(Beginning of EXTRACTED ENTRIES)

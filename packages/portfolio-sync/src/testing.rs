//! Testing utilities including mock implementations.
//!
//! These are useful for testing applications that use the sync library
//! without calling a real drive, spreadsheet or LLM.

use async_trait::async_trait;
use std::collections::{HashMap, HashSet};
use std::sync::{Arc, RwLock};
use std::time::Duration;

use crate::error::{Result, SourceError, SourceResult, SyncError};
use crate::traits::{
    source::{ContentSource, SheetSource, SheetValues},
    summarizer::Summarizer,
};
use crate::types::{
    config::SheetRef,
    item::{ExportFormat, MediaKind, SourceEntry},
};

/// In-memory folder tree.
///
/// Folders and files are attached to a parent id. Listing and fetching can be
/// made to fail per id, and every call is recorded for assertions.
#[derive(Default)]
pub struct MockSource {
    children: Arc<RwLock<HashMap<String, Vec<SourceEntry>>>>,
    contents: Arc<RwLock<HashMap<String, Vec<u8>>>>,
    failing_lists: Arc<RwLock<HashSet<String>>>,
    failing_fetches: Arc<RwLock<HashSet<String>>>,
    delay: Option<Duration>,
    calls: Arc<RwLock<Vec<MockSourceCall>>>,
}

/// Record of a call made to the mock source.
#[derive(Debug, Clone, PartialEq, Eq)]
pub enum MockSourceCall {
    List { folder_id: String },
    FetchText { item_id: String },
    FetchBytes { item_id: String },
}

impl MockSource {
    pub fn new() -> Self {
        Self::default()
    }

    /// Add a subfolder under `parent_id`.
    pub fn with_folder(self, parent_id: &str, folder_id: &str, name: &str) -> Self {
        self.add_entry(parent_id, SourceEntry::folder(folder_id, name));
        self.children
            .write()
            .unwrap()
            .entry(folder_id.to_string())
            .or_default();
        self
    }

    /// Add a plain-text file with content.
    pub fn with_text_file(self, parent_id: &str, file_id: &str, name: &str, text: &str) -> Self {
        let entry = SourceEntry::new(file_id, name, MediaKind::Text("text/plain".into()));
        self.with_file(parent_id, entry, text)
    }

    /// Add any entry with content.
    pub fn with_file(self, parent_id: &str, entry: SourceEntry, content: impl Into<Vec<u8>>) -> Self {
        self.contents
            .write()
            .unwrap()
            .insert(entry.id.clone(), content.into());
        self.add_entry(parent_id, entry);
        self
    }

    /// Add an entry with no content (fetching it fails with not found).
    pub fn with_entry(self, parent_id: &str, entry: SourceEntry) -> Self {
        self.add_entry(parent_id, entry);
        self
    }

    /// Make listing this folder fail.
    pub fn fail_list(self, folder_id: &str) -> Self {
        self.failing_lists
            .write()
            .unwrap()
            .insert(folder_id.to_string());
        self
    }

    /// Make fetching this item fail.
    pub fn fail_fetch(self, item_id: &str) -> Self {
        self.failing_fetches
            .write()
            .unwrap()
            .insert(item_id.to_string());
        self
    }

    /// Sleep before answering every call.
    pub fn with_delay(mut self, delay: Duration) -> Self {
        self.delay = Some(delay);
        self
    }

    /// Add an entry at runtime.
    pub fn add_entry(&self, parent_id: &str, entry: SourceEntry) {
        self.children
            .write()
            .unwrap()
            .entry(parent_id.to_string())
            .or_default()
            .push(entry);
    }

    /// Get all calls made to this mock.
    pub fn calls(&self) -> Vec<MockSourceCall> {
        self.calls.read().unwrap().clone()
    }

    /// Ids of every item fetched, in call order.
    pub fn fetched_ids(&self) -> Vec<String> {
        self.calls()
            .into_iter()
            .filter_map(|c| match c {
                MockSourceCall::FetchText { item_id } | MockSourceCall::FetchBytes { item_id } => {
                    Some(item_id)
                }
                MockSourceCall::List { .. } => None,
            })
            .collect()
    }

    /// Clear call history.
    pub fn clear_calls(&self) {
        self.calls.write().unwrap().clear();
    }

    async fn record(&self, call: MockSourceCall) {
        self.calls.write().unwrap().push(call);
        if let Some(delay) = self.delay {
            tokio::time::sleep(delay).await;
        }
    }

    fn content(&self, item_id: &str) -> SourceResult<Vec<u8>> {
        if self.failing_fetches.read().unwrap().contains(item_id) {
            return Err(SourceError::Status {
                status: 500,
                body: format!("injected failure for {}", item_id),
            });
        }
        self.contents
            .read()
            .unwrap()
            .get(item_id)
            .cloned()
            .ok_or_else(|| SourceError::NotFound {
                id: item_id.to_string(),
            })
    }
}

impl Clone for MockSource {
    fn clone(&self) -> Self {
        Self {
            children: Arc::clone(&self.children),
            contents: Arc::clone(&self.contents),
            failing_lists: Arc::clone(&self.failing_lists),
            failing_fetches: Arc::clone(&self.failing_fetches),
            delay: self.delay,
            calls: Arc::clone(&self.calls),
        }
    }
}

#[async_trait]
impl ContentSource for MockSource {
    async fn list_children(&self, folder_id: &str) -> SourceResult<Vec<SourceEntry>> {
        self.record(MockSourceCall::List {
            folder_id: folder_id.to_string(),
        })
        .await;

        if self.failing_lists.read().unwrap().contains(folder_id) {
            return Err(SourceError::Status {
                status: 503,
                body: format!("injected listing failure for {}", folder_id),
            });
        }
        self.children
            .read()
            .unwrap()
            .get(folder_id)
            .cloned()
            .ok_or_else(|| SourceError::NotFound {
                id: folder_id.to_string(),
            })
    }

    async fn fetch_text(&self, item_id: &str, _format: ExportFormat) -> SourceResult<String> {
        self.record(MockSourceCall::FetchText {
            item_id: item_id.to_string(),
        })
        .await;
        let bytes = self.content(item_id)?;
        String::from_utf8(bytes).map_err(|e| SourceError::Decode {
            id: item_id.to_string(),
            reason: e.to_string(),
        })
    }

    async fn fetch_bytes(&self, item_id: &str) -> SourceResult<Vec<u8>> {
        self.record(MockSourceCall::FetchBytes {
            item_id: item_id.to_string(),
        })
        .await;
        self.content(item_id)
    }

    fn name(&self) -> &str {
        "mock"
    }
}

/// Summarizer with a canned answer.
#[derive(Clone)]
pub struct MockSummarizer {
    response: Arc<RwLock<std::result::Result<String, String>>>,
    prompts: Arc<RwLock<Vec<String>>>,
}

impl Default for MockSummarizer {
    fn default() -> Self {
        Self::new("{}")
    }
}

impl MockSummarizer {
    /// Always answer with `response`.
    pub fn new(response: impl Into<String>) -> Self {
        Self {
            response: Arc::new(RwLock::new(Ok(response.into()))),
            prompts: Arc::new(RwLock::new(Vec::new())),
        }
    }

    /// Always fail with `message`.
    pub fn failing(message: impl Into<String>) -> Self {
        let mock = Self::new("");
        *mock.response.write().unwrap() = Err(message.into());
        mock
    }

    /// Answer with a serialized JSON value.
    pub fn with_json(value: serde_json::Value) -> Self {
        Self::new(value.to_string())
    }

    /// Replace the canned answer.
    pub fn set_response(&self, response: impl Into<String>) {
        *self.response.write().unwrap() = Ok(response.into());
    }

    /// Prompts received, in call order.
    pub fn prompts(&self) -> Vec<String> {
        self.prompts.read().unwrap().clone()
    }

    pub fn call_count(&self) -> usize {
        self.prompts.read().unwrap().len()
    }
}

#[async_trait]
impl Summarizer for MockSummarizer {
    async fn complete(&self, prompt: &str, _max_tokens: u32) -> Result<String> {
        self.prompts.write().unwrap().push(prompt.to_string());
        self.response
            .read()
            .unwrap()
            .clone()
            .map_err(SyncError::summarizer)
    }

    fn name(&self) -> &str {
        "mock"
    }
}

/// Sheet source with canned values.
#[derive(Debug, Clone, Default)]
pub struct MockSheet {
    values: SheetValues,
    fail: bool,
}

impl MockSheet {
    pub fn new(title: &str, rows: &[&[&str]]) -> Self {
        let rows = rows
            .iter()
            .map(|r| r.iter().map(|c| c.to_string()).collect())
            .collect();
        Self {
            values: SheetValues::new(title, rows),
            fail: false,
        }
    }

    /// Make every read fail.
    pub fn failing() -> Self {
        Self {
            values: SheetValues::default(),
            fail: true,
        }
    }
}

#[async_trait]
impl SheetSource for MockSheet {
    async fn read_sheet(&self, sheet: &SheetRef) -> SourceResult<SheetValues> {
        if self.fail {
            return Err(SourceError::NotFound {
                id: sheet.spreadsheet_id.clone(),
            });
        }
        Ok(self.values.clone())
    }
}

#[cfg(test)]
mod tests {
    use super::*;

    #[tokio::test]
    async fn test_mock_source_tree() {
        let source = MockSource::new()
            .with_folder("root", "acme", "1. Acme")
            .with_text_file("acme", "f1", "notes.txt", "hello");

        let root = source.list_children("root").await.unwrap();
        assert_eq!(root.len(), 1);
        assert!(root[0].kind.is_folder());

        let text = source.fetch_text("f1", ExportFormat::PlainText).await.unwrap();
        assert_eq!(text, "hello");
        assert_eq!(source.fetched_ids(), vec!["f1"]);
    }

    #[tokio::test]
    async fn test_mock_source_injected_failures() {
        let source = MockSource::new()
            .with_folder("root", "acme", "Acme")
            .fail_list("acme")
            .with_text_file("root", "f1", "a.txt", "x")
            .fail_fetch("f1");

        assert!(source.list_children("acme").await.is_err());
        assert!(source.fetch_bytes("f1").await.is_err());
        assert!(source.list_children("missing").await.is_err());
    }

    #[tokio::test]
    async fn test_mock_summarizer_captures_prompts() {
        let summarizer = MockSummarizer::new("{\"sector\":\"SaaS\"}");
        let out = summarizer.complete("prompt", 100).await.unwrap();
        assert!(out.contains("SaaS"));
        assert_eq!(summarizer.prompts(), vec!["prompt"]);

        let failing = MockSummarizer::failing("quota");
        assert!(failing.complete("p", 10).await.is_err());
    }
}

(End of EXTRACTED ENTRIES)

▶ _TASK TO COMPLETE_
Lines above that contain the string "delay" make up the answer.

▶ _TASK RESULT_
    delay: Option<Duration>,
    pub fn with_delay(mut self, delay: Duration) -> Self {
        self.delay = Some(delay);
        if let Some(delay) = self.delay {
            tokio::time::sleep(delay).await;
            delay: self.delay,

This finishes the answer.